Work instruction: Which lines run from the start of the data below to the line containing "fn hash_3d(x: i32, y: i32, z: i32, seed: u32)"? Set them down exactly, with none added.

Extracted data:
//! Seeded scalar noise shared by every deformation stage
//!
//! All types return values in `[-1, 1]` and are pure functions of
//! `(type, position, resolution, seed)`.

use noise::{NoiseFn, Perlin, Simplex, Value};
use serde::{Deserialize, Serialize};

use crate::core::types::Vec3;

/// Noise flavours selectable from descriptors
#[derive(Debug, Clone, Copy, PartialEq, Eq, Hash, Default, Serialize, Deserialize)]
pub enum NoiseType {
    /// Cheap hash lattice noise
    #[default]
    Basic,
    Perlin,
    Simplex,
    Value,
}

impl NoiseType {
    /// Per-type frequency constant applied on top of `resolution * 0.25`
    pub fn frequency_multiplier(self) -> f32 {
        match self {
            NoiseType::Basic => 1.0,
            NoiseType::Perlin => 1.25,
            NoiseType::Simplex => 1.0,
            NoiseType::Value => 1.65,
        }
    }

    /// Sampling frequency for a given resolution
    pub fn frequency(self, resolution: f32) -> f32 {
        resolution * 0.25 * self.frequency_multiplier()
    }

    /// Resolution actually sampled with: only `Basic` honours the descriptor's value
    pub fn effective_resolution(self, resolution: f32) -> f32 {
        match self {
            NoiseType::Basic => resolution,
            _ => NEUTRAL_RESOLUTION,
        }
    }
}

/// Resolution at which every type samples at its bare frequency constant
pub const NEUTRAL_RESOLUTION: f32 = 4.0;

/// Deterministic 3D hash for lattice noise
fn hash_3d(x: i32, y: i32, z: i32, seed: u32) -> u32 {
    let mut h = seed;
    h ^= x as u32;
    h = h.wrapping_mul(0x45d9f3b);
    h ^= h >> 16;
    h ^= y as u32;
    h = h.wrapping_mul(0x45d9f3b);
    h ^= h >> 16;
    h ^= z as u32;
    h = h.wrapping_mul(0x45d9f3b);
    h ^= h >> 16;
    h
}

/// Lattice corner value in [-1, 1]
fn lattice(x: i32, y: i32, z: i32, seed: u32) -> f32 {
    (hash_3d(x, y, z, seed) & 0x00ff_ffff) as f32 / 0x00ff_ffff as f32 * 2.0 - 1.0
}

/// Trilinear value noise over the hash lattice with smoothstep weights
fn basic_noise(p: Vec3, seed: u32) -> f32 {
    let cell = p.floor();
    let (ix, iy, iz) = (cell.x as i32, cell.y as i32, cell.z as i32);
    let f = p - cell;
    let w = f * f * (Vec3::splat(3.0) - 2.0 * f);

    let c000 = lattice(ix, iy, iz, seed);
    let c100 = lattice(ix + 1, iy, iz, seed);
    let c010 = lattice(ix, iy + 1, iz, seed);
    let c110 = lattice(ix + 1, iy + 1, iz, seed);
    let c001 = lattice(ix, iy, iz + 1, seed);
    let c101 = lattice(ix + 1, iy, iz + 1, seed);
    let c011 = lattice(ix, iy + 1, iz + 1, seed);
    let c111 = lattice(ix + 1, iy + 1, iz + 1, seed);

    let x00 = c000 + (c100 - c000) * w.x;
    let x10 = c010 + (c110 - c010) * w.x;
    let x01 = c001 + (c101 - c001) * w.x;
    let x11 = c011 + (c111 - c011) * w.x;
    let y0 = x00 + (x10 - x00) * w.y;
    let y1 = x01 + (x11 - x01) * w.y;
    y0 + (y1 - y0) * w.z
}

/// Pre-initialised noise generators for one seed.
///
/// Construct once per pass and call [`sample`](Self::sample) per node or
/// vertex; this avoids rebuilding permutation tables on every call.
pub struct NoiseField {
    seed: u32,
    perlin: Perlin,
    simplex: Simplex,
    value: Value,
}

impl NoiseField {
    pub fn new(seed: u32) -> Self {
        Self {
            seed,
            perlin: Perlin::new(seed),
            simplex: Simplex::new(seed),
            value: Value::new(seed),
        }
    }

    pub fn seed(&self) -> u32 {
        self.seed
    }

    /// Sample noise of `noise_type` at `position`; result is in `[-1, 1]`
    pub fn sample(&self, noise_type: NoiseType, position: Vec3, resolution: f32) -> f32 {
        let p = position * noise_type.frequency(resolution);
        let raw = match noise_type {
            NoiseType::Basic => basic_noise(p, self.seed),
            NoiseType::Perlin => self.perlin.get(to_f64(p)) as f32,
            NoiseType::Simplex => self.simplex.get(to_f64(p)) as f32,
            NoiseType::Value => self.value.get(to_f64(p)) as f32,
        };
        if raw.is_finite() { raw.clamp(-1.0, 1.0) } else { 0.0 }
    }

    /// Two decorrelated samples, used for displacement in a plane
    pub fn sample_pair(&self, noise_type: NoiseType, position: Vec3, resolution: f32) -> (f32, f32) {
        const DECORRELATE: Vec3 = Vec3::new(17.31, 5.17, 31.73);
        (
            self.sample(noise_type, position, resolution),
            self.sample(noise_type, position + DECORRELATE, resolution),
        )
    }
}

fn to_f64(p: Vec3) -> [f64; 3] {
    [p.x as f64, p.y as f64, p.z as f64]
}

/// One-off sample. Prefer a long-lived [`NoiseField`] in loops.
pub fn sample(noise_type: NoiseType, position: Vec3, resolution: f32, seed: u32) -> f32 {
    NoiseField::new(seed).sample(noise_type, position, resolution)
}

#[cfg(test)]
mod tests {
    use super::*;

    const ALL: [NoiseType; 4] = [NoiseType::Basic, NoiseType::Perlin, NoiseType::Simplex, NoiseType::Value];

    #[test]
    fn test_only_basic_uses_descriptor_resolution() {
        assert_eq!(NoiseType::Basic.effective_resolution(7.5), 7.5);
        for ty in [NoiseType::Perlin, NoiseType::Simplex, NoiseType::Value] {
            assert_eq!(ty.effective_resolution(7.5), NEUTRAL_RESOLUTION);
            assert_eq!(ty.frequency(ty.effective_resolution(0.5)), ty.frequency_multiplier());
        }
    }

    #[test]
    fn test_frequency_constants() {
        assert_eq!(NoiseType::Perlin.frequency(4.0), 1.25);
        assert_eq!(NoiseType::Simplex.frequency(4.0), 1.0);
        assert_eq!(NoiseType::Value.frequency(4.0), 1.65);
        assert_eq!(NoiseType::Basic.frequency(8.0), 2.0);
    }

    #[test]
    fn test_deterministic_bit_identical() {
        for ty in ALL {
            for i in 0..32 {
                let p = Vec3::new(i as f32 * 0.37, i as f32 * -1.13, 2.5 + i as f32 * 0.05);
                let a = sample(ty, p, 3.0, 42);
                let b = sample(ty, p, 3.0, 42);
                assert_eq!(a.to_bits(), b.to_bits(), "{:?} not deterministic", ty);
            }
        }
    }

    #[test]
    fn test_range() {
        let field = NoiseField::new(7);
        for ty in ALL {
            for i in 0..200 {
                let p = Vec3::new(i as f32 * 0.173, (i % 13) as f32 * 0.61, (i % 7) as f32 * 1.7);
                let v = field.sample(ty, p, 5.0);
                assert!((-1.0..=1.0).contains(&v), "{:?} out of range: {}", ty, v);
            }
        }
    }

    #[test]
    fn test_seed_changes_basic() {
        let p = Vec3::new(0.3, 0.7, 1.9);
        let differs = (0..8).any(|s| sample(NoiseType::Basic, p, 4.0, s) != sample(NoiseType::Basic, p, 4.0, s + 100));
        assert!(differs);
    }

    #[test]
    fn test_basic_matches_lattice_at_integer_points() {
        let seed = 11;
        let v = basic_noise(Vec3::new(3.0, -2.0, 5.0), seed);
        assert_eq!(v, lattice(3, -2, 5, seed));
    }
}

Answer box:
//! Seeded scalar noise shared by every deformation stage
//!
//! All types return values in `[-1, 1]` and are pure functions of
//! `(type, position, resolution, seed)`.

use noise::{NoiseFn, Perlin, Simplex, Value};
use serde::{Deserialize, Serialize};

use crate::core::types::Vec3;

/// Noise flavours selectable from descriptors
#[derive(Debug, Clone, Copy, PartialEq, Eq, Hash, Default, Serialize, Deserialize)]
pub enum NoiseType {
    /// Cheap hash lattice noise
    #[default]
    Basic,
    Perlin,
    Simplex,
    Value,
}

impl NoiseType {
    /// Per-type frequency constant applied on top of `resolution * 0.25`
    pub fn frequency_multiplier(self) -> f32 {
        match self {
            NoiseType::Basic => 1.0,
            NoiseType::Perlin => 1.25,
            NoiseType::Simplex => 1.0,
            NoiseType::Value => 1.65,
        }
    }

    /// Sampling frequency for a given resolution
    pub fn frequency(self, resolution: f32) -> f32 {
        resolution * 0.25 * self.frequency_multiplier()
    }

    /// Resolution actually sampled with: only `Basic` honours the descriptor's value
    pub fn effective_resolution(self, resolution: f32) -> f32 {
        match self {
            NoiseType::Basic => resolution,
            _ => NEUTRAL_RESOLUTION,
        }
    }
}

/// Resolution at which every type samples at its bare frequency constant
pub const NEUTRAL_RESOLUTION: f32 = 4.0;

/// Deterministic 3D hash for lattice noise
fn hash_3d(x: i32, y: i32, z: i32, seed: u32) -> u32 {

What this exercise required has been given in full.